(Dataset items)
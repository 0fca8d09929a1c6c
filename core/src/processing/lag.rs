use serde::Serialize;

use crate::math::StatsHelper;

/// Finite pairs needed before a lag's correlation is trusted.
pub const MIN_LAG_OVERLAP: usize = 10;

#[derive(Debug, Clone, Copy, PartialEq, Serialize)]
pub struct LagResult {
    /// Series `b` index offset: `a[i]` pairs with `b[i + lag]`.
    pub lag: isize,
    /// Pearson coefficient at `lag`; NaN when no lag had enough overlap.
    pub correlation: f64,
    pub pairs: usize,
}

/// Integer-lag cross-correlation search between two vertical-velocity series.
#[derive(Debug, Clone, Copy)]
pub struct LagCorrelator {
    max_lag: usize,
}

impl LagCorrelator {
    pub fn new(max_lag: usize) -> Self {
        Self { max_lag }
    }

    /// Correlation of `a[i]` with `b[i + lag]` over the finite pairs.
    pub fn correlation_at(a: &[f64], b: &[f64], lag: isize) -> (f64, usize) {
        let (start, end) = overlap(a.len(), b.len(), lag);
        StatsHelper::pearson((start..end).map(|i| (a[i], b[(i as isize + lag) as usize])))
    }

    /// Best lag in `[-max_lag, max_lag]`. Ties go to the smaller |lag|.
    pub fn find_lag(&self, a: &[f64], b: &[f64]) -> LagResult {
        let mut best = LagResult {
            lag: 0,
            correlation: f64::NAN,
            pairs: 0,
        };
        let max_lag = self.max_lag as isize;
        let candidates = std::iter::once(0).chain((1..=max_lag).flat_map(|k| [k, -k]));
        for lag in candidates {
            let (r, pairs) = Self::correlation_at(a, b, lag);
            if pairs < MIN_LAG_OVERLAP || r.is_nan() {
                continue;
            }
            if best.correlation.is_nan() || r > best.correlation {
                best = LagResult {
                    lag,
                    correlation: r,
                    pairs,
                };
            }
        }
        best
    }

    /// Index lists of the overlapping, lag-shifted range.
    pub fn joint_indices(n_a: usize, n_b: usize, lag: isize) -> (Vec<usize>, Vec<usize>) {
        let (start, end) = overlap(n_a, n_b, lag);
        let a: Vec<usize> = (start..end).collect();
        let b = a.iter().map(|&i| (i as isize + lag) as usize).collect();
        (a, b)
    }
}

/// Range of `i` for which both `i` and `i + lag` are valid indices.
fn overlap(n_a: usize, n_b: usize, lag: isize) -> (usize, usize) {
    let start = (-lag).max(0) as usize;
    let end = (n_b as isize - lag).clamp(0, n_a as isize) as usize;
    (start, end.max(start))
}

* Work request:
Above are several records. Count the lines among them that contain "StatsHelper" and give only the total.

* Answer section:
2